TASK ITEM
Every line below that holds the string "UuidBytes" should be copied out.

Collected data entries
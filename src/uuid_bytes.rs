use std::fmt;

use uuid::Uuid;

/// Opaque 16-byte identifier used for segment-tree entries.
#[derive(Clone, Copy, Debug, Eq, PartialEq, Hash, Ord, PartialOrd)]
#[repr(transparent)]
pub struct UuidBytes([u8; 16]);

impl UuidBytes {
    pub fn new() -> Self {
        UuidBytes(*Uuid::new_v4().as_bytes())
    }

    pub const fn from_bytes(bytes: [u8; 16]) -> Self {
        UuidBytes(bytes)
    }

    /// Rebuild an id from a key suffix. `None` unless exactly 16 bytes.
    pub fn from_slice(bytes: &[u8]) -> Option<Self> {
        let arr: [u8; 16] = bytes.try_into().ok()?;
        Some(UuidBytes(arr))
    }

    pub fn as_bytes(&self) -> &[u8; 16] {
        &self.0
    }
}

impl Default for UuidBytes {
    fn default() -> Self {
        Self::new()
    }
}

impl From<Uuid> for UuidBytes {
    fn from(u: Uuid) -> Self {
        UuidBytes(*u.as_bytes())
    }
}

impl From<UuidBytes> for Uuid {
    fn from(b: UuidBytes) -> Self {
        Uuid::from_bytes(b.0)
    }
}

impl AsRef<[u8]> for UuidBytes {
    fn as_ref(&self) -> &[u8] {
        &self.0
    }
}

impl fmt::Display for UuidBytes {
    fn fmt(&self, f: &mut fmt::Formatter<'_>) -> fmt::Result {
        write!(f, "{}", Uuid::from_bytes(self.0))
    }
}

TASK ANSWER
pub struct UuidBytes([u8; 16]);
impl UuidBytes {
        UuidBytes(*Uuid::new_v4().as_bytes())
        UuidBytes(bytes)
        Some(UuidBytes(arr))
impl Default for UuidBytes {
impl From<Uuid> for UuidBytes {
        UuidBytes(*u.as_bytes())
impl From<UuidBytes> for Uuid {
    fn from(b: UuidBytes) -> Self {
impl AsRef<[u8]> for UuidBytes {
impl fmt::Display for UuidBytes {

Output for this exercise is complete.